# Available data:

***

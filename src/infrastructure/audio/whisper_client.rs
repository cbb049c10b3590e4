use std::error::Error as StdError;
use std::time::Duration;

use async_trait::async_trait;

use crate::application::config::TranscriptionConfig;
use crate::application::ports::{TranscriptionEngine, TranscriptionError};
use crate::domain::mask_secret;
use crate::infrastructure::observability::preview;

use super::provider_request::ProviderRequest;
use super::transcript_parser::parse_transcript;

pub const REQUEST_TIMEOUT: Duration = Duration::from_secs(30);

const RESPONSE_LOG_PREVIEW_CHARS: usize = 500;
const API_ERROR_PREVIEW_CHARS: usize = 300;

#[derive(Debug, Clone, Copy, PartialEq, Eq)]
pub struct RetryPolicy {
    pub max_attempts: u32,
    /// Multiplied by the number of attempts already made.
    pub delay_unit: Duration,
}

impl Default for RetryPolicy {
    fn default() -> Self {
        Self {
            max_attempts: 2,
            delay_unit: Duration::from_secs(1),
        }
    }
}

impl RetryPolicy {
    pub fn delay_before(&self, attempt: u32) -> Duration {
        self.delay_unit * attempt.saturating_sub(1)
    }
}

/// Whisper-compatible HTTP client for DeepInfra, OpenAI and custom endpoints.
pub struct WhisperClient {
    client: reqwest::Client,
    retry: RetryPolicy,
}

impl WhisperClient {
    pub fn new() -> Result<Self, TranscriptionError> {
        Self::with_timeout(REQUEST_TIMEOUT)
    }

    pub fn with_timeout(timeout: Duration) -> Result<Self, TranscriptionError> {
        let client = reqwest::Client::builder()
            .timeout(timeout)
            .build()
            .map_err(|e| TranscriptionError::Config(format!("http client: {}", e)))?;
        Ok(Self {
            client,
            retry: RetryPolicy::default(),
        })
    }

    pub fn with_retry_policy(mut self, retry: RetryPolicy) -> Self {
        self.retry = retry;
        self
    }

    async fn attempt(
        &self,
        request: &ProviderRequest,
        audio_data: &[u8],
        config: &TranscriptionConfig,
    ) -> Result<String, TranscriptionError> {
        let form = request.to_form(audio_data)?;

        let response = self
            .client
            .post(config.endpoint.trim())
            .bearer_auth(config.api_key.trim())
            .multipart(form)
            .send()
            .await
            .map_err(send_failure)?;

        let status = response.status();
        let body = response.text().await.map_err(|e| TranscriptionError::Network {
            message: format!("read response body: {}", error_chain(&e)),
            retryable: true,
        })?;

        tracing::debug!(
            status = status.as_u16(),
            body_len = body.len(),
            body_preview = %mask_secret(&preview(&body, RESPONSE_LOG_PREVIEW_CHARS), &config.api_key),
            "Transcription response received"
        );

        if !status.is_success() {
            return Err(TranscriptionError::Api {
                status: status.as_u16(),
                body: preview(&body, API_ERROR_PREVIEW_CHARS),
            });
        }

        parse_transcript(&body)
    }
}

#[async_trait]
impl TranscriptionEngine for WhisperClient {
    async fn transcribe(
        &self,
        audio_data: &[u8],
        mime_type: &str,
        config: &TranscriptionConfig,
    ) -> Result<String, TranscriptionError> {
        let request = ProviderRequest::prepare(audio_data, mime_type, config)
            .map_err(|e| e.redact(&config.api_key))?;

        tracing::debug!(
            provider = %config.provider,
            url = %mask_secret(&config.endpoint, &config.api_key),
            field = request.audio_field,
            filename = %request.filename,
            bytes = audio_data.len(),
            mime = request.part_mime,
            "Sending audio for transcription"
        );

        let max_attempts = self.retry.max_attempts.max(1);
        let mut attempt = 1;
        loop {
            if attempt > 1 {
                let delay = self.retry.delay_before(attempt);
                tracing::info!(attempt, delay_ms = delay.as_millis() as u64, "Retrying transcription");
                tokio::time::sleep(delay).await;
            }

            match self.attempt(&request, audio_data, config).await {
                Ok(transcript) => {
                    tracing::info!(attempt, chars = transcript.len(), "Transcription completed");
                    return Ok(transcript);
                }
                Err(e) => {
                    let e = e.redact(&config.api_key);
                    let retryable = e.is_retryable();
                    tracing::warn!(attempt, kind = %e.kind(), retryable, error = %e, "Transcription attempt failed");
                    if !retryable || attempt >= max_attempts {
                        return Err(e);
                    }
                }
            }
            attempt += 1;
        }
    }
}

fn send_failure(error: reqwest::Error) -> TranscriptionError {
    TranscriptionError::Network {
        retryable: !connection_closed(&error),
        message: format!("request failed: {}", error_chain(&error)),
    }
}

/// A peer that hung up mid-exchange is not worth a second try.
fn connection_closed(error: &(dyn StdError + 'static)) -> bool {
    let mut current: Option<&(dyn StdError + 'static)> = Some(error);
    while let Some(err) = current {
        if let Some(io) = err.downcast_ref::<std::io::Error>() {
            if matches!(
                io.kind(),
                std::io::ErrorKind::UnexpectedEof
                    | std::io::ErrorKind::ConnectionReset
                    | std::io::ErrorKind::ConnectionAborted
                    | std::io::ErrorKind::BrokenPipe
            ) {
                return true;
            }
        }
        let text = err.to_string().to_lowercase();
        if text.contains("connection closed")
            || text.contains("connection reset")
            || text.contains("eof")
        {
            return true;
        }
        current = err.source();
    }
    false
}

fn error_chain(error: &(dyn StdError + 'static)) -> String {
    let mut message = error.to_string();
    let mut source = error.source();
    while let Some(err) = source {
        message.push_str(": ");
        message.push_str(&err.to_string());
        source = err.source();
    }
    message
}
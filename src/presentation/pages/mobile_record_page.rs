/// Values interpolated into the recording page.
#[derive(Debug, Clone, PartialEq)]
pub struct MobileRecordPage {
    pub channel_display: String,
    pub is_thread_reply: bool,
    /// Same-origin upload target, token included.
    pub upload_url: String,
    pub max_seconds: u64,
}

/// Renders the standalone recording page. Text lands HTML-escaped, values
/// handed to the script are JSON literals that cannot close the script tag.
pub fn render_mobile_record_page(page: &MobileRecordPage) -> String {
    let badge = if page.is_thread_reply {
        r#"<span class="badge">Thread reply</span>"#
    } else {
        ""
    };

    let mut html = String::with_capacity(
        PAGE_HEAD.len() + PAGE_CONTROLS.len() + PAGE_SCRIPT.len() + 512,
    );
    html.push_str(PAGE_HEAD);
    html.push_str(&format!(
        "<header><h1>Voice message</h1>{badge}</header>\n<div class=\"meta\">Channel: <b>{channel}</b> &middot; Limit: <b>{limit}</b></div>\n",
        badge = badge,
        channel = escape_html(&page.channel_display),
        limit = format_limit(page.max_seconds),
    ));
    html.push_str(PAGE_CONTROLS);
    html.push_str(&format!(
        "<script>\nvar uploadUrl = {};\nvar maxSeconds = {};\n",
        script_string(&page.upload_url),
        page.max_seconds,
    ));
    html.push_str(PAGE_SCRIPT);
    html
}

/// `mm:ss` shown next to the channel name.
pub fn format_limit(seconds: u64) -> String {
    format!("{:02}:{:02}", seconds / 60, seconds % 60)
}

pub fn escape_html(text: &str) -> String {
    let mut out = String::with_capacity(text.len());
    for c in text.chars() {
        match c {
            '&' => out.push_str("&amp;"),
            '<' => out.push_str("&lt;"),
            '>' => out.push_str("&gt;"),
            '"' => out.push_str("&quot;"),
            '\'' => out.push_str("&#39;"),
            _ => out.push(c),
        }
    }
    out
}

fn script_string(value: &str) -> String {
    serde_json::Value::String(value.to_string())
        .to_string()
        .replace("</", "<\\/")
        .replace('\u{2028}', "\\u2028")
        .replace('\u{2029}', "\\u2029")
}

const PAGE_HEAD: &str = r##"<!doctype html>
<html lang="en">
<head>
<meta charset="utf-8"/>
<meta name="viewport" content="width=device-width,initial-scale=1,viewport-fit=cover"/>
<title>Voice Message</title>
<style>
*{box-sizing:border-box;margin:0;padding:0}
body{font-family:-apple-system,BlinkMacSystemFont,'Segoe UI',Roboto,Helvetica,Arial,sans-serif;background:#0c1017;color:#e8edf4;padding:16px;display:flex;justify-content:center;min-height:100vh}
.card{width:100%;max-width:420px;background:#131a27;border:1px solid #1e2d44;border-radius:16px;padding:20px;display:flex;flex-direction:column;gap:16px}
header{display:flex;align-items:center;justify-content:space-between}
h1{font-size:18px}
.badge{font-size:12px;padding:2px 8px;border-radius:999px;background:rgba(59,130,246,.25);color:#93c5fd}
.meta{font-size:13px;color:#8899ad}
.timer{font-size:40px;font-variant-numeric:tabular-nums;text-align:center}
.rec{width:88px;height:88px;border-radius:50%;border:none;background:#ef4444;color:#fff;font-size:15px;margin:0 auto;display:block}
.rec.active{background:#b91c1c}
.row{display:flex;gap:8px}
.row button{flex:1;padding:12px;border-radius:12px;border:1px solid #1e2d44;background:#182236;color:#e8edf4;font-size:15px}
.row button.primary{background:#3b82f6;border-color:#3b82f6}
button:disabled{opacity:.4}
audio{width:100%}
.status{min-height:20px;font-size:14px;text-align:center;color:#8899ad}
.status.err{color:#ef4444}
.status.ok{color:#22c55e}
a.sent{display:none;text-align:center;color:#93c5fd}
label.file{font-size:13px;color:#8899ad;text-align:center}
</style>
</head>
<body>
<main class="card">
"##;

const PAGE_CONTROLS: &str = r##"<div class="timer" id="timer">00:00</div>
<button class="rec" id="recBtn" type="button">Record</button>
<audio id="preview" controls hidden></audio>
<div class="row">
<button id="resetBtn" type="button" disabled>Discard</button>
<button id="sendBtn" class="primary" type="button" disabled>Send</button>
</div>
<label class="file">or choose a file <input id="fileInput" type="file" accept="audio/*"/></label>
<div class="status" id="status"></div>
<a class="sent" id="sentLink" href="#">Open message</a>
</main>
"##;

const PAGE_SCRIPT: &str = r##"(function(){
  var stream=null,rec=null,chunks=[],blob=null,startedAt=0,elapsed=0,tick=null;
  var elTimer=document.getElementById('timer'),elStatus=document.getElementById('status');
  var recBtn=document.getElementById('recBtn'),sendBtn=document.getElementById('sendBtn');
  var resetBtn=document.getElementById('resetBtn'),preview=document.getElementById('preview');
  var fileInput=document.getElementById('fileInput'),sentLink=document.getElementById('sentLink');

  function pad(n){return (n<10?'0':'')+n}
  function show(s){elTimer.textContent=pad(Math.floor(s/60))+':'+pad(s%60)}
  function setStatus(t,cls){elStatus.textContent=t;elStatus.className='status'+(cls?' '+cls:'')}
  function release(){if(tick){clearInterval(tick);tick=null}if(stream){stream.getTracks().forEach(function(t){t.stop()});stream=null}}
  function ready(){recBtn.classList.remove('active');recBtn.textContent='Record';sendBtn.disabled=!blob;resetBtn.disabled=!blob;
    if(blob){preview.src=URL.createObjectURL(blob);preview.hidden=false}}

  function start(){
    if(!navigator.mediaDevices||!window.MediaRecorder){setStatus('Recording is not supported here. Choose a file instead.','err');return}
    navigator.mediaDevices.getUserMedia({audio:true}).then(function(s){
      stream=s;chunks=[];blob=null;rec=new MediaRecorder(s);
      rec.ondataavailable=function(e){if(e.data&&e.data.size)chunks.push(e.data)};
      rec.onstop=function(){blob=new Blob(chunks,{type:rec.mimeType||'audio/webm'});release();ready()};
      rec.start();startedAt=Date.now();elapsed=0;show(0);
      recBtn.classList.add('active');recBtn.textContent='Stop';setStatus('Recording…');
      tick=setInterval(function(){elapsed=Math.floor((Date.now()-startedAt)/1000);show(elapsed);
        if(maxSeconds>0&&elapsed>=maxSeconds){stop()}},250);
    }).catch(function(){setStatus('Microphone permission denied.','err')});
  }
  function stop(){if(rec&&rec.state!=='inactive'){rec.stop();setStatus('')}}

  recBtn.addEventListener('click',function(){if(rec&&rec.state==='recording'){stop()}else{start()}});
  resetBtn.addEventListener('click',function(){blob=null;chunks=[];elapsed=0;show(0);preview.hidden=true;setStatus('');ready()});
  fileInput.addEventListener('change',function(){var f=fileInput.files&&fileInput.files[0];if(!f)return;
    blob=f;elapsed=0;release();ready()});

  sendBtn.addEventListener('click',function(){
    if(!blob){setStatus('No recording.','err');return}
    sendBtn.disabled=true;resetBtn.disabled=true;setStatus('Uploading…');
    var url=uploadUrl+(elapsed>0?'&duration='+elapsed:'');
    fetch(url,{method:'POST',body:blob,credentials:'include',
      headers:{'Content-Type':blob.type||'application/octet-stream','X-Requested-With':'XMLHttpRequest'}})
    .then(function(res){return res.text().then(function(t){return{ok:res.ok,status:res.status,text:t}})})
    .then(function(r){
      if(!r.ok){setStatus('Upload error: '+r.status,'err');ready();return}
      var data=null;try{data=JSON.parse(r.text)}catch(e){}
      setStatus('Voice message sent.','ok');recBtn.disabled=true;fileInput.disabled=true;
      if(data&&data.permalink){sentLink.href=data.permalink;sentLink.style.display='block'}
    })
    .catch(function(){setStatus('Network error. Try again.','err');ready()});
  });
})();
</script>
</body>
</html>
"##;
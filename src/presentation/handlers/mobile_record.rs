use axum::extract::{Query, State};
use axum::http::{HeaderMap, HeaderValue, StatusCode, header};
use axum::response::{Html, IntoResponse, Response};
use serde::Deserialize;

use crate::application::services::MobileUploadError;
use crate::presentation::pages::{MobileRecordPage, render_mobile_record_page};
use crate::presentation::state::AppState;

use super::identity::{forbidden, plain_error, session_user};

pub const RECORD_PAGE_CSP: &str = "default-src 'self'; style-src 'unsafe-inline'; script-src 'unsafe-inline'; connect-src 'self'; img-src 'self' data:; media-src 'self' blob: data:;";

#[derive(Debug, Deserialize)]
pub struct TokenParams {
    pub token: Option<String>,
    pub duration: Option<String>,
}

#[tracing::instrument(skip(state, headers, params))]
pub async fn mobile_record_handler(
    State(state): State<AppState>,
    headers: HeaderMap,
    Query(params): Query<TokenParams>,
) -> Response {
    let token = params.token.unwrap_or_default();
    let session = session_user(&headers);
    let grant = match state
        .mobile_uploads
        .authorize(&token, session.as_ref())
        .await
    {
        Ok(grant) => grant,
        Err(e) => return token_error_response(&e),
    };

    let channel_display = state
        .directory
        .channel_display_name(&grant.channel_id)
        .await
        .ok()
        .flatten()
        .filter(|name| !name.trim().is_empty())
        .unwrap_or_else(|| grant.channel_id.to_string());

    let page = MobileRecordPage {
        channel_display,
        is_thread_reply: grant.root_id.as_ref().is_some_and(|r| !r.is_empty()),
        upload_url: state.site_url.mobile_upload_path(token.trim()),
        max_seconds: state.config.snapshot().max_recording_duration_seconds(),
    };

    let mut response = Html(render_mobile_record_page(&page)).into_response();
    let response_headers = response.headers_mut();
    response_headers.insert(header::CACHE_CONTROL, HeaderValue::from_static("no-store"));
    response_headers.insert(header::PRAGMA, HeaderValue::from_static("no-cache"));
    response_headers.insert(header::REFERRER_POLICY, HeaderValue::from_static("no-referrer"));
    response_headers.insert(
        header::X_CONTENT_TYPE_OPTIONS,
        HeaderValue::from_static("nosniff"),
    );
    response_headers.insert(
        header::CONTENT_SECURITY_POLICY,
        HeaderValue::from_static(RECORD_PAGE_CSP),
    );
    response
}

/// Shared by both token-authenticated endpoints.
pub(super) fn token_error_response(error: &MobileUploadError) -> Response {
    match error {
        MobileUploadError::MissingToken => plain_error(StatusCode::BAD_REQUEST, "missing token"),
        MobileUploadError::InvalidToken(e) => {
            tracing::debug!(error = %e, "Rejected mobile token");
            plain_error(StatusCode::UNAUTHORIZED, "token invalid or expired")
        }
        MobileUploadError::WrongUser => forbidden(),
        MobileUploadError::NotChannelMember => {
            plain_error(StatusCode::FORBIDDEN, "not a channel member")
        }
        MobileUploadError::Upload(e) => super::upload::upload_error_response(e),
    }
}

***

# Work instructions:
Scan the entries above for the word "AppState". Report the lines that hold it.

# Response to the exercise:
use crate::presentation::state::AppState;
    State(state): State<AppState>,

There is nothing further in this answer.